WORK TO COMPLETE: Stop after the line containing "use tokio::task::AbortHandle;"; retype every line of the data before it exactly, starting from the first.

DATA FOR ANALYSIS:
========

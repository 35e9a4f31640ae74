//! Ephemeral controller state.
//!
//! Everything here is invalidated by `bind()` and `reset()`. Both the
//! command API and the surface event pump mutate this bag, so every
//! transition re-checks these guards to decide whether an event is still
//! relevant.

use crate::core::camera::Padding;
use crate::core::geo::GeoPoint;
use crate::surface::MapSurface;
use std::sync::Arc;
use tokio::task::AbortHandle;

/// Set when the controller itself initiates a move; cleared on idle or on a
/// user gesture. Distinguishes "our idle" from "the user's idle", which the
/// engine reports identically.
#[derive(Debug, Clone, Copy, PartialEq)]
pub struct ProgrammaticTarget {
    pub target: GeoPoint,
    pub zoom: f64,
}

/// At most one pending recenter, created when a padding update arrives while
/// a programmatic animation is in flight. Replayed on the next idle event,
/// then discarded. A second padding update replaces it.
#[derive(Debug, Clone, Copy, PartialEq)]
pub struct QueuedRecenter {
    pub target: GeoPoint,
    pub zoom: f64,
}

pub(crate) struct ControllerState {
    pub surface: Option<Arc<dyn MapSurface>>,
    /// dp-to-px scale delivered by `bind()`
    pub density: f64,
    /// Viewport size in physical pixels; feeds the bounds-inset clamp
    pub map_size: Option<(f64, f64)>,
    pub programmatic: Option<ProgrammaticTarget>,
    pub queued_recenter: Option<QueuedRecenter>,
    /// Padding the UI wants
    pub desired_padding: Padding,
    /// Padding the surface currently renders with
    pub applied_padding: Padding,
    /// Next idle event is a padding sync; skip the marker republish
    pub silent_padding_sync: bool,
    /// The engine reported motion that has not settled yet
    pub surface_moving: bool,
    /// The single outstanding animation task
    pub animation: Option<AbortHandle>,
    /// Surface event pump, one per bind
    pub pump: Option<AbortHandle>,
}

impl ControllerState {
    pub fn new() -> Self {
        Self {
            surface: None,
            density: 1.0,
            map_size: None,
            programmatic: None,
            queued_recenter: None,
            desired_padding: Padding::ZERO,
            applied_padding: Padding::ZERO,
            silent_padding_sync: false,
            surface_moving: false,
            animation: None,
            pump: None,
        }
    }

    /// Aborts the outstanding animation task, if any. Cancellation is
    /// expected control flow: the superseded task stops at its suspension
    /// point inside the surface primitive.
    pub fn cancel_animation(&mut self) {
        if let Some(animation) = self.animation.take() {
            animation.abort();
        }
    }

    pub fn cancel_pump(&mut self) {
        if let Some(pump) = self.pump.take() {
            pump.abort();
        }
    }

    /// Drops every per-binding ephemeral so stale events from a previous
    /// surface can never drive the state machine.
    pub fn invalidate(&mut self) {
        self.cancel_animation();
        self.cancel_pump();
        self.programmatic = None;
        self.queued_recenter = None;
        self.silent_padding_sync = false;
        self.surface_moving = false;
    }
}

#[cfg(test)]
mod tests {
    use super::*;

    #[test]
    fn test_invalidate_clears_guards() {
        let mut state = ControllerState::new();
        state.programmatic = Some(ProgrammaticTarget {
            target: GeoPoint::new(41.31, 69.28),
            zoom: 15.0,
        });
        state.queued_recenter = Some(QueuedRecenter {
            target: GeoPoint::new(41.32, 69.29),
            zoom: 16.0,
        });
        state.silent_padding_sync = true;
        state.surface_moving = true;

        state.invalidate();

        assert!(state.programmatic.is_none());
        assert!(state.queued_recenter.is_none());
        assert!(!state.silent_padding_sync);
        assert!(!state.surface_moving);
        assert!(state.animation.is_none());
        assert!(state.pump.is_none());
    }
}
impl CameraController {
    pub fn new(options: CameraOptions) -> Self {
        let (position_tx, _) = watch::channel(options.default_position());
        let (marker_tx, _) = watch::channel(MarkerState::INITIAL);
        let (ready_tx, _) = watch::channel(false);

        Self {
            shared: Arc::new(Shared {
                state: Mutex::new(ControllerState::new()),
                options,
                position_tx,
                marker_tx,
                ready_tx,
            }),
        }
    }

    /// Observable committed camera pose
    pub fn camera_position(&self) -> watch::Receiver<CameraPosition> {
        self.shared.position_tx.subscribe()
    }

    /// Observable marker/target state
    pub fn marker_state(&self) -> watch::Receiver<MarkerState> {
        self.shared.marker_tx.subscribe()
    }

    /// True while a live surface is bound
    pub fn ready(&self) -> watch::Receiver<bool> {
        self.shared.ready_tx.subscribe()
    }

    /// Latest committed camera pose
    pub fn current_position(&self) -> CameraPosition {
        *self.shared.position_tx.borrow()
    }

    /// Binds the controller to a live surface. Cancels any prior animation,
    /// clears all ephemeral state, snapshots the surface's padding as
    /// applied, and starts the event pump. Must be called on the runtime.
    pub fn bind(&self, surface: Arc<dyn MapSurface>, density: f64) {
        let mut events = surface.subscribe();
        {
            let mut state = self.shared.state();
            if let Some(previous) = state.surface.as_ref() {
                previous.stop();
            }
            state.invalidate();
            state.density = density;
            state.applied_padding = surface.pose().padding;
            state.surface = Some(Arc::clone(&surface));
        }

        let shared = Arc::clone(&self.shared);
        let pump = tokio::spawn(async move {
            loop {
                match events.recv().await {
                    Ok(event) => Shared::handle_event(&shared, event),
                    Err(broadcast::error::RecvError::Lagged(missed)) => {
                        log::warn!("surface event stream lagged, {missed} events dropped");
                    }
                    Err(broadcast::error::RecvError::Closed) => break,
                }
            }
        });
        self.shared.state().pump = Some(pump.abort_handle());
        self.shared.ready_tx.send_replace(true);
    }

    /// Feeds the bounds-inset clamp; width and height in physical pixels
    pub fn set_map_size(&self, width: f64, height: f64) {
        self.shared.state().map_size = Some((width, height));
    }

    /// Jumps the camera to `target` at `zoom` (clamped)
    pub async fn move_to(&self, target: GeoPoint, zoom: f64) {
        let zoom = self.shared.options.clamp_zoom(zoom);
        self.drive(
            target,
            CameraUpdate::new().with_target(target).with_zoom(zoom),
            None,
        )
        .await;
    }

    /// Eases the camera to `target` at `zoom` (clamped) over `duration_ms`
    pub async fn animate_to(&self, target: GeoPoint, zoom: f64, duration_ms: u64) {
        let zoom = self.shared.options.clamp_zoom(zoom);
        self.drive(
            target,
            CameraUpdate::new().with_target(target).with_zoom(zoom),
            Some(Duration::from_millis(duration_ms)),
        )
        .await;
    }

    /// Eased move that also rotates and tilts the camera
    pub async fn animate_to_with_bearing(
        &self,
        target: GeoPoint,
        zoom: f64,
        bearing: f64,
        tilt: f64,
        duration_ms: u64,
    ) {
        let zoom = self.shared.options.clamp_zoom(zoom);
        self.drive(
            target,
            CameraUpdate::new()
                .with_target(target)
                .with_zoom(zoom)
                .with_bearing(bearing)
                .with_tilt(tilt),
            Some(Duration::from_millis(duration_ms)),
        )
        .await;
    }

    /// Frames `points` within the viewport. The ZERO sentinel and duplicate
    /// coordinates are dropped; zero remaining points is a no-op and a
    /// single point degrades to a move at the current zoom. `padding` is an
    /// extra symmetric inset in device-independent units.
    pub async fn fit_bounds(&self, points: &[GeoPoint], padding: f64, animate: bool) {
        let distinct = GeoPoint::distinct(points);
        match distinct.as_slice() {
            [] => {
                log::debug!("fit_bounds dropped, no usable points");
            }
            [point] => {
                let zoom = {
                    let state = self.shared.state();
                    let Some(surface) = state.surface.as_ref() else {
                        log::debug!("fit_bounds dropped, no surface bound");
                        return;
                    };
                    surface.pose().zoom
                };
                let update = CameraUpdate::new().with_target(*point).with_zoom(zoom);
                let duration = animate.then(|| self.shared.options.fit_duration());
                self.drive(*point, update, duration).await;
            }
            _ => {
                let Some(bounds) = GeoBounds::from_points(&distinct) else {
                    return;
                };
                let task = {
                    let mut state = self.shared.state();
                    let Some(surface) = state.surface.clone() else {
                        log::debug!("fit_bounds dropped, no surface bound");
                        return;
                    };
                    // Bounds fit is authoritative: nothing queued survives it
                    state.queued_recenter = None;
                    state.programmatic = None;
                    state.cancel_animation();
                    let inset = clamped_fit_inset(&state, &self.shared.options, padding);
                    state.applied_padding = state.desired_padding;
                    let duration = animate.then(|| self.shared.options.fit_duration());
                    let task = tokio::spawn(async move {
                        if let Err(err) = surface.animate_to_bounds(bounds, inset, duration).await
                        {
                            log::debug!("fit_bounds dropped: {err}");
                        }
                    });
                    state.animation = Some(task.abort_handle());
                    task
                };
                let _ = task.await;
            }
        }
    }

    /// Animates to `zoom` (clamped) at the current target; no-op when the
    /// clamped zoom equals the current zoom
    pub async fn set_zoom(&self, zoom: f64) {
        let (target, clamped) = {
            let state = self.shared.state();
            let Some(surface) = state.surface.as_ref() else {
                log::debug!("set_zoom dropped, no surface bound");
                return;
            };
            let pose = surface.pose();
            let clamped = self.shared.options.clamp_zoom(zoom);
            if (clamped - pose.zoom).abs() < constants::ZOOM_EPSILON {
                return;
            }
            (pose.target, clamped)
        };
        self.drive(
            target,
            CameraUpdate::new().with_target(target).with_zoom(clamped),
            Some(self.shared.options.zoom_duration()),
        )
        .await;
    }

    pub async fn zoom_in(&self) {
        self.step_zoom(self.shared.options.zoom_delta).await;
    }

    pub async fn zoom_out(&self) {
        self.step_zoom(-self.shared.options.zoom_delta).await;
    }

    /// Updates the viewport padding. If a programmatic animation is in
    /// flight the recenter is deferred to the next idle event; otherwise the
    /// padding is applied to the current pose without animating target or
    /// zoom, and the resulting idle is treated as a silent sync.
    pub async fn update_padding(&self, padding: Padding) {
        enum FollowUp {
            None,
            ForceIdle,
            Apply(Arc<dyn MapSurface>),
        }

        let (publish, follow_up) = {
            let mut state = self.shared.state();
            if state.desired_padding == padding && state.applied_padding == padding {
                return;
            }
            state.desired_padding = padding;
            let publish = state.applied_padding != padding;

            let follow_up = if let Some(programmatic) = state.programmatic {
                // Cannot merge padding into a running animation; defer
                state.queued_recenter = Some(QueuedRecenter {
                    target: programmatic.target,
                    zoom: programmatic.zoom,
                });
                if state.surface_moving {
                    FollowUp::None
                } else {
                    // Not mid-motion: reconcile now or the recenter strands
                    FollowUp::ForceIdle
                }
            } else if let Some(surface) = state.surface.clone() {
                state.applied_padding = padding;
                state.silent_padding_sync = true;
                FollowUp::Apply(surface)
            } else {
                FollowUp::None
            };
            (publish, follow_up)
        };

        if publish {
            let mut position = *self.shared.position_tx.borrow();
            position.padding = padding;
            self.shared.position_tx.send_replace(position);
        }

        match follow_up {
            FollowUp::None => {}
            FollowUp::ForceIdle => Shared::handle_idle(&self.shared),
            FollowUp::Apply(surface) => {
                if let Err(err) = surface.apply_padding(padding).await {
                    log::debug!("padding update dropped: {err}");
                }
            }
        }
    }

    /// Non-suspending variant for layout-only resize callbacks; records the
    /// target padding without touching the camera
    pub fn set_desired_padding(&self, padding: Padding) {
        self.shared.state().desired_padding = padding;
    }

    /// Cancels any animation, clears all ephemeral state and republishes the
    /// default camera and marker
    pub fn reset(&self) {
        {
            let mut state = self.shared.state();
            if let Some(surface) = state.surface.take() {
                surface.stop();
            }
            state.invalidate();
            state.desired_padding = Padding::ZERO;
            state.applied_padding = Padding::ZERO;
        }
        self.shared.ready_tx.send_replace(false);
        self.shared
            .position_tx
            .send_replace(self.shared.options.default_position());
        self.shared.marker_tx.send_replace(MarkerState::INITIAL);
    }

    async fn step_zoom(&self, delta: f64) {
        let zoom = {
            let state = self.shared.state();
            let Some(surface) = state.surface.as_ref() else {
                log::debug!("zoom step dropped, no surface bound");
                return;
            };
            surface.pose().zoom + delta
        };
        self.set_zoom(zoom).await;
    }

    /// Common path for every targeted camera command: cancel the previous
    /// animation task (last command wins), arm the programmatic guard
    /// before the surface call so a concurrent idle is attributed
    /// correctly, then suspend until the engine settles or a newer command
    /// aborts the wait.
    async fn drive(&self, target: GeoPoint, update: CameraUpdate, duration: Option<Duration>) {
        let task = {
            let mut state = self.shared.state();
            let Some(surface) = state.surface.clone() else {
                log::debug!("camera command dropped, no surface bound");
                return;
            };
            state.cancel_animation();
            let zoom = update.zoom.unwrap_or_else(|| surface.pose().zoom);
            state.programmatic = Some(ProgrammaticTarget { target, zoom });
            let update = update.with_padding(state.desired_padding);
            state.applied_padding = state.desired_padding;

            let task = tokio::spawn(async move {
                let result = match duration {
                    None => surface.jump_to(update).await,
                    Some(duration) => surface.animate_to(update, duration).await,
                };
                if let Err(err) = result {
                    log::debug!("camera move dropped: {err}");
                }
            });
            state.animation = Some(task.abort_handle());
            task
        };
        // A newer command aborting this task is expected control flow
        let _ = task.await;
    }
}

========

YOUR RESPONSE:
repository 35e9a4f31640ae74
//! Ephemeral controller state.
//!
//! Everything here is invalidated by `bind()` and `reset()`. Both the
//! command API and the surface event pump mutate this bag, so every
//! transition re-checks these guards to decide whether an event is still
//! relevant.

use crate::core::camera::Padding;
use crate::core::geo::GeoPoint;
use crate::surface::MapSurface;
use std::sync::Arc;
use tokio::task::AbortHandle;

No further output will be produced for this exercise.